**Data extract:**

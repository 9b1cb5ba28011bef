use anyhow::{Context, Result, anyhow};
use serde_json::json;
use std::{path::PathBuf, process::Stdio};
use tokio::{
  io::{AsyncBufReadExt, AsyncWriteExt, BufReader},
  net::UnixStream,
  process::{Child, Command},
  sync::mpsc,
  task::JoinHandle,
};
use tracing::{error, info, warn};

use crate::modal::PlayerFrame;

/// mpv's status line, written to stdout once per tick.
const STATUS_FORMAT: &str = "--term-status-msg=${time-pos/full} / ${duration/full} (${percent-pos}%)";

/// Plays the modal's URL in an mpv child process. mpv hands YouTube URLs
/// (embed pages included) to yt-dlp on its own.
pub struct MpvFrame {
  program: String,
  audio_only: bool,
  source: Option<String>,
  child: Option<Child>,
  status_task: Option<JoinHandle<()>>,
  status_rx: Option<mpsc::Receiver<String>>,
  last_status: Option<String>,
  ipc_path: Option<PathBuf>,
  pub paused: bool,
}

impl MpvFrame {
  pub fn new(audio_only: bool) -> Self {
    Self::with_program("mpv", audio_only)
  }

  /// Drive `program` instead of the `mpv` found on `PATH`. It is given mpv's
  /// command line.
  pub fn with_program(program: &str, audio_only: bool) -> Self {
    Self {
      program: program.to_string(),
      audio_only,
      source: None,
      child: None,
      status_task: None,
      status_rx: None,
      last_status: None,
      ipc_path: None,
      paused: false,
    }
  }

  pub fn is_playing(&self) -> bool {
    self.child.is_some()
  }

  /// Drain status lines from mpv and notice if it exited on its own.
  pub fn check_mpv_status(&mut self) {
    if let Some(rx) = self.status_rx.as_mut() {
      while let Ok(line) = rx.try_recv() {
        self.last_status = Some(line);
      }
    }
    let exited = match self.child.as_mut() {
      Some(child) => child.try_wait().ok().flatten(),
      None => None,
    };
    if let Some(status) = exited {
      info!(%status, "player: mpv exited");
      self.child = None;
      self.last_status = Some(format!("Player exited ({})", status));
    }
  }

  pub fn last_mpv_status(&self) -> Option<&str> {
    self.last_status.as_deref()
  }

  pub async fn toggle_pause(&mut self) -> Result<()> {
    if self.ipc_path.is_none() {
      return Ok(());
    }
    self.send_command(&["cycle", "pause"]).await?;
    self.paused = !self.paused;
    Ok(())
  }

  /// Send one JSON IPC command to the running mpv.
  async fn send_command(&self, command: &[&str]) -> Result<()> {
    let path = self.ipc_path.as_ref().context("mpv is not running")?;
    let mut stream = UnixStream::connect(path).await.context("Failed to connect to mpv IPC socket")?;
    let mut line = json!({ "command": command }).to_string();
    line.push('\n');
    stream.write_all(line.as_bytes()).await.context("Failed to write to mpv IPC socket")?;
    Ok(())
  }

  fn args(&self, url: &str, ipc_path: &str) -> Vec<String> {
    let mut args = vec!["--force-window=immediate".to_string()];
    if self.audio_only {
      args.push("--no-video".to_string());
    }
    args.push(STATUS_FORMAT.to_string());
    args.push(format!("--input-ipc-server={}", ipc_path));
    args.push("--".to_string());
    args.push(url.to_string());
    args
  }

  fn spawn(&mut self, url: &str) -> Result<()> {
    let ipc_path = std::env::temp_dir().join(format!("vidgrid-mpv-{}.sock", std::process::id()));
    let ipc_str = ipc_path.to_str().context("Temp dir path is not valid UTF-8")?;
    // A crashed run can leave the socket behind.
    let _ = std::fs::remove_file(&ipc_path);

    let mut child = Command::new(&self.program)
      .args(self.args(url, ipc_str))
      .stdin(Stdio::null())
      .stdout(Stdio::piped())
      // Never drained; a pipe here would eventually stall mpv.
      .stderr(Stdio::null())
      .kill_on_drop(true)
      .spawn()
      .map_err(|e| match e.kind() {
        std::io::ErrorKind::NotFound => {
          anyhow!("{} is not installed (try: apt install mpv, or brew install mpv)", self.program)
        }
        _ => anyhow!(e).context(format!("Failed to start {}", self.program)),
      })?;

    let stdout = child.stdout.take().context("mpv stdout was not captured")?;
    let (tx, rx) = mpsc::channel(10);
    self.status_task = Some(tokio::spawn(async move {
      let mut lines = BufReader::new(stdout).lines();
      while let Ok(Some(line)) = lines.next_line().await {
        if tx.send(line).await.is_err() {
          break;
        }
      }
    }));
    self.status_rx = Some(rx);
    self.child = Some(child);
    self.ipc_path = Some(ipc_path);
    Ok(())
  }
}

impl PlayerFrame for MpvFrame {
  fn source(&self) -> Option<&str> {
    self.source.as_deref()
  }

  async fn load(&mut self, url: &str) -> Result<()> {
    self.clear().await.context("Failed to stop previous playback")?;
    info!(url = %url, audio_only = self.audio_only, "player: starting mpv");
    if let Err(e) = self.spawn(url) {
      error!(err = %format!("{:#}", e), "player: spawn failed");
      return Err(e);
    }
    self.source = Some(url.to_string());
    Ok(())
  }

  async fn clear(&mut self) -> Result<()> {
    self.source = None;
    self.paused = false;
    self.last_status = None;
    self.status_rx = None;
    if let Some(task) = self.status_task.take() {
      task.abort();
    }
    if let Some(path) = self.ipc_path.take() {
      let _ = std::fs::remove_file(path);
    }

    let Some(mut child) = self.child.take() else { return Ok(()) };
    // Already gone (window closed by hand, or it never started playing).
    if let Ok(Some(status)) = child.try_wait() {
      info!(%status, "player: mpv had already exited");
      return Ok(());
    }
    if let Err(e) = child.kill().await {
      warn!(err = %e, "player: failed to kill mpv");
      return Err(anyhow!(e).context("Failed to stop mpv"));
    }
    Ok(())
  }
}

**Task instructions:**
Copy every line from the records that holds the string "tokio".

**Written answer:**
use tokio::{
    self.status_task = Some(tokio::spawn(async move {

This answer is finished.